Stored items

▽

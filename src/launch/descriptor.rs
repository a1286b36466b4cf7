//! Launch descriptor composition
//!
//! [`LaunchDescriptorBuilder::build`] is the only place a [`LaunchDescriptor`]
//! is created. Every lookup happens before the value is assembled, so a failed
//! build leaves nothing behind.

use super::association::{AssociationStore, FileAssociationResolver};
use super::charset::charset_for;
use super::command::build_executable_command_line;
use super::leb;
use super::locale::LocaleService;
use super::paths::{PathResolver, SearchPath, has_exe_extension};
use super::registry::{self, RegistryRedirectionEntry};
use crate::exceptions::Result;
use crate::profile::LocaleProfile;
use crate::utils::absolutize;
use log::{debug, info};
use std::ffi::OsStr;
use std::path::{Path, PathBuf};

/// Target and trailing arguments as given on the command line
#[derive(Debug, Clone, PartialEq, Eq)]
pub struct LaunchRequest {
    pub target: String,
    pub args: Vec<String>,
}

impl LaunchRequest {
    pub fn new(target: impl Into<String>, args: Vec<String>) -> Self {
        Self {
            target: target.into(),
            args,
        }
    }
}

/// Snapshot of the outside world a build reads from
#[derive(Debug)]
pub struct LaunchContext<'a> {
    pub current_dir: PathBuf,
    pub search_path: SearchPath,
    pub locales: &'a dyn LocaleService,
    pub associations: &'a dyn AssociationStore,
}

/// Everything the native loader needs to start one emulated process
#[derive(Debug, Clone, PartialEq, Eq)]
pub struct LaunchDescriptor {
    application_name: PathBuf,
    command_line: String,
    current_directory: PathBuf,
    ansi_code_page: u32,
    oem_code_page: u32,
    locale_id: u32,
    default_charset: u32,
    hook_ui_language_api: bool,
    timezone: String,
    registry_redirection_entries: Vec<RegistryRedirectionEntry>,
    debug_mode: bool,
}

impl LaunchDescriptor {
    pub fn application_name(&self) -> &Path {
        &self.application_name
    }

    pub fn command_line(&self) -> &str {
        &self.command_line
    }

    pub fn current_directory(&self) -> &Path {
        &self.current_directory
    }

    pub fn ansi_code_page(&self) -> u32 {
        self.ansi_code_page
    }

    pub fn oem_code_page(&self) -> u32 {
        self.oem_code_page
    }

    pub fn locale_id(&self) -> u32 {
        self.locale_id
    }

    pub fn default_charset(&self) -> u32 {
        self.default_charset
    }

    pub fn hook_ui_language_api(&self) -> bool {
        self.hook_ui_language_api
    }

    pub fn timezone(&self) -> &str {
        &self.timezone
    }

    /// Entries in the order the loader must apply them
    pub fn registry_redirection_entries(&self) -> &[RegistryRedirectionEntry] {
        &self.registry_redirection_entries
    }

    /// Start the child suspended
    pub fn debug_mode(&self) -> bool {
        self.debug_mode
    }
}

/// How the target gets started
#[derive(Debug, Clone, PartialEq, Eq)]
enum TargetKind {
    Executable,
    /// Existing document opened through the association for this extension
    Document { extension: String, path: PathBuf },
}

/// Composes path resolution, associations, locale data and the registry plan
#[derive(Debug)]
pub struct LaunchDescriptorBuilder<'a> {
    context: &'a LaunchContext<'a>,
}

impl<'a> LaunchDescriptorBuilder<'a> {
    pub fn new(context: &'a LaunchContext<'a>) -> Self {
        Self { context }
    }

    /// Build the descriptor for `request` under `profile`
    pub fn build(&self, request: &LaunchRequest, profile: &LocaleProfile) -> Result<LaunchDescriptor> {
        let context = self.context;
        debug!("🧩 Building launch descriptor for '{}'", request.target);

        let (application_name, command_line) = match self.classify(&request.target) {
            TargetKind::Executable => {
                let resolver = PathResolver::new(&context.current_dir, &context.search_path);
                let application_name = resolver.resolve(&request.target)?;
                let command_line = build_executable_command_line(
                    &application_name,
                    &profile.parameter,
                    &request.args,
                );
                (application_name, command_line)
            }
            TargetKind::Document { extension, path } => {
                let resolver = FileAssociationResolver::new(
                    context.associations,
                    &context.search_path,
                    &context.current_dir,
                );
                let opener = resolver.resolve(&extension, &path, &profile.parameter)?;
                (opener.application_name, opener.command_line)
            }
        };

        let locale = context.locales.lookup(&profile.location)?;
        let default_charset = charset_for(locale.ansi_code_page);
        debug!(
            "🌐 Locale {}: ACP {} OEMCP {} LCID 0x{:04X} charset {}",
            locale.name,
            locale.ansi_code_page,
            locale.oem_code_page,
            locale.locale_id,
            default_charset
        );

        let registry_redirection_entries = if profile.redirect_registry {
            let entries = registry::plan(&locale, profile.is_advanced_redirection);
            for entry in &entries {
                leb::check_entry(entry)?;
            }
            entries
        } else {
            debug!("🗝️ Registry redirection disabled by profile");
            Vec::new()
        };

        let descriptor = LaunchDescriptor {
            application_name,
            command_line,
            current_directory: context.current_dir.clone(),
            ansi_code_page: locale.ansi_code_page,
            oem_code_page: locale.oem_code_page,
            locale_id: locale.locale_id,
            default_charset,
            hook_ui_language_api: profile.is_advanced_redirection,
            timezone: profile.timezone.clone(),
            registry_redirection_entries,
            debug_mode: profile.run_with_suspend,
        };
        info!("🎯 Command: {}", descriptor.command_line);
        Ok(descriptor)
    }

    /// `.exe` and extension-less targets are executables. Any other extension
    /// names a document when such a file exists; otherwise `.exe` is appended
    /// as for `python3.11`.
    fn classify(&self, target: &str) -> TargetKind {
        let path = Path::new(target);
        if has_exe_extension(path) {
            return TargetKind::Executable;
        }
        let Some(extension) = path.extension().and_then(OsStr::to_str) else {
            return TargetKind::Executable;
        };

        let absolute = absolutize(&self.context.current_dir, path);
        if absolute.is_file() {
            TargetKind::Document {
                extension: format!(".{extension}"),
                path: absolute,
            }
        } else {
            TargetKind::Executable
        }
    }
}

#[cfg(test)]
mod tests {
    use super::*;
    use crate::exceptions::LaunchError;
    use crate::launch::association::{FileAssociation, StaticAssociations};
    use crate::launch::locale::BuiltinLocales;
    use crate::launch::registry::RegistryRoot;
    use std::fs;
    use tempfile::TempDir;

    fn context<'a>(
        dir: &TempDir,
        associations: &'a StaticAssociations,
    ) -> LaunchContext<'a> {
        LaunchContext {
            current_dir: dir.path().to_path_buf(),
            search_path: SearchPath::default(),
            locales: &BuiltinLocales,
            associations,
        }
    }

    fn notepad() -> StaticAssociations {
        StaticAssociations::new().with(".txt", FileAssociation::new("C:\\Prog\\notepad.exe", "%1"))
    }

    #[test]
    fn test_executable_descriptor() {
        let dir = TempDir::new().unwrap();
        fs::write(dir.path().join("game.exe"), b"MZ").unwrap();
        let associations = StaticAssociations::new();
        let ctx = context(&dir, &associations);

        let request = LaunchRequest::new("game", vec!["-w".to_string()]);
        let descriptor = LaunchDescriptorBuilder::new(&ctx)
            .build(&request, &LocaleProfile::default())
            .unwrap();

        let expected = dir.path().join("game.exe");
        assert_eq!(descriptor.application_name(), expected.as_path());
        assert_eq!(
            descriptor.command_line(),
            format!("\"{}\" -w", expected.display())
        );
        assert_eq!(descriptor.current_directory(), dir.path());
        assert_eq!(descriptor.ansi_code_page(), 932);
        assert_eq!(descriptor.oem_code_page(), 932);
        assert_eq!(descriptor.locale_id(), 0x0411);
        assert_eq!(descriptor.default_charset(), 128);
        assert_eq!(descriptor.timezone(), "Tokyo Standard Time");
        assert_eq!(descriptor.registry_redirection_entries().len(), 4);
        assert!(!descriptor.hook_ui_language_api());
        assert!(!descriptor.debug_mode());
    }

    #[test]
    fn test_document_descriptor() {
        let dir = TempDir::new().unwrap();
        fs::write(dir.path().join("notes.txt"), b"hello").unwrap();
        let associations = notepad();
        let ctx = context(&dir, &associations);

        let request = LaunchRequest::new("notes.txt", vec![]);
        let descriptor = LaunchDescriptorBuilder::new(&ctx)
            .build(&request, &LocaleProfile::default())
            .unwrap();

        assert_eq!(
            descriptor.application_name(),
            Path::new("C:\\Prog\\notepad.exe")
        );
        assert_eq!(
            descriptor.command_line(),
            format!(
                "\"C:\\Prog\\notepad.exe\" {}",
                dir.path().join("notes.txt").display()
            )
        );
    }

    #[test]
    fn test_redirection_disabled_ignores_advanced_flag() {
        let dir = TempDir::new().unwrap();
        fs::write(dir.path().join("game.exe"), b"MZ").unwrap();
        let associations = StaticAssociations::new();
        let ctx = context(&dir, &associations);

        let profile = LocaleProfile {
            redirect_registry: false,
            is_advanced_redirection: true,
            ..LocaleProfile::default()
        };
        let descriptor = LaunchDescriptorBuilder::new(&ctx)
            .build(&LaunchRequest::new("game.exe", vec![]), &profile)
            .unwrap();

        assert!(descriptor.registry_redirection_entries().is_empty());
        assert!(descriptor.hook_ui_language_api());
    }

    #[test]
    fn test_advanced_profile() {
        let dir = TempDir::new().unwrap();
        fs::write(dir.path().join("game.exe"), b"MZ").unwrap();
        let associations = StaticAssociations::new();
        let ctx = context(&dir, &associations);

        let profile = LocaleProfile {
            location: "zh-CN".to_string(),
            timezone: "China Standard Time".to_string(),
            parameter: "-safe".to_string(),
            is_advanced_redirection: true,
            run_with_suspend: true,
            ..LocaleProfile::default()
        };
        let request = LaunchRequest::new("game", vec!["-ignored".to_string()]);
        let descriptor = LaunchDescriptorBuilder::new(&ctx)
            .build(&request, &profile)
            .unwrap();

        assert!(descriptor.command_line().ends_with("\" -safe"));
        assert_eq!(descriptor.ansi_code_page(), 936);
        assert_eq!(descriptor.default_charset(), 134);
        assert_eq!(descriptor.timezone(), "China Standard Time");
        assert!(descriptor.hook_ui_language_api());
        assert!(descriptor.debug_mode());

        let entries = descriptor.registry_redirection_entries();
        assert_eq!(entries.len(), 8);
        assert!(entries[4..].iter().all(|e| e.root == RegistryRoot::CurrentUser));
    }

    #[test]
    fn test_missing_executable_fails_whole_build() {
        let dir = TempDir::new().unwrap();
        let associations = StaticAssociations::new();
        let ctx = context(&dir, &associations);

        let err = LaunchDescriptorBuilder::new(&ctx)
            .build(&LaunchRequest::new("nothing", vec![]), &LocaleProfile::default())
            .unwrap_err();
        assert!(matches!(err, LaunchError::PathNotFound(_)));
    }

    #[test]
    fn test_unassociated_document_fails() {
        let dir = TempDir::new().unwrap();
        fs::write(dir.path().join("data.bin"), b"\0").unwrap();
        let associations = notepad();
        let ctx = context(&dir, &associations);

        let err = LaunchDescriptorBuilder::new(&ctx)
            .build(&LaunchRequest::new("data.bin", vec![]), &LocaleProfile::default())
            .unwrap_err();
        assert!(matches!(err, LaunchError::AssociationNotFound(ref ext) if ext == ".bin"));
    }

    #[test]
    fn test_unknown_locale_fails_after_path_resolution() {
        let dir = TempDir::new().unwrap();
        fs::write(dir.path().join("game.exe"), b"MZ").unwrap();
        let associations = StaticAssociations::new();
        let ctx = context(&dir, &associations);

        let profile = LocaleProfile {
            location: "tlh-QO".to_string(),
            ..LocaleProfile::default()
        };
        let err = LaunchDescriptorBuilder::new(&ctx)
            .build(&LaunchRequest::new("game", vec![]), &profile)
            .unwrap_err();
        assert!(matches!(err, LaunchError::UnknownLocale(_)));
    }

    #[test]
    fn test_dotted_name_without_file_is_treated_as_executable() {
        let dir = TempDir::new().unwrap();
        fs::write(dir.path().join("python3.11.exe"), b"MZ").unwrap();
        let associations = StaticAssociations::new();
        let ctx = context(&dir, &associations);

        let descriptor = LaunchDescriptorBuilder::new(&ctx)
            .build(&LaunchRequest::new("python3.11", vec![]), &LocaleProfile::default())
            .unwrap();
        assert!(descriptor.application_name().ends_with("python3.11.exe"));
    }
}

△

» **Task statement**:
Taking the entries above, restate exactly those lines that fall between the line with "String, path: PathBuf" and the line with "let application_name = resolver.resolve(&request.target)?;", keeping both of those lines too.

» **Expected output**:
    Document { extension: String, path: PathBuf },
}

/// Composes path resolution, associations, locale data and the registry plan
#[derive(Debug)]
pub struct LaunchDescriptorBuilder<'a> {
    context: &'a LaunchContext<'a>,
}

impl<'a> LaunchDescriptorBuilder<'a> {
    pub fn new(context: &'a LaunchContext<'a>) -> Self {
        Self { context }
    }

    /// Build the descriptor for `request` under `profile`
    pub fn build(&self, request: &LaunchRequest, profile: &LocaleProfile) -> Result<LaunchDescriptor> {
        let context = self.context;
        debug!("🧩 Building launch descriptor for '{}'", request.target);

        let (application_name, command_line) = match self.classify(&request.target) {
            TargetKind::Executable => {
                let resolver = PathResolver::new(&context.current_dir, &context.search_path);
                let application_name = resolver.resolve(&request.target)?;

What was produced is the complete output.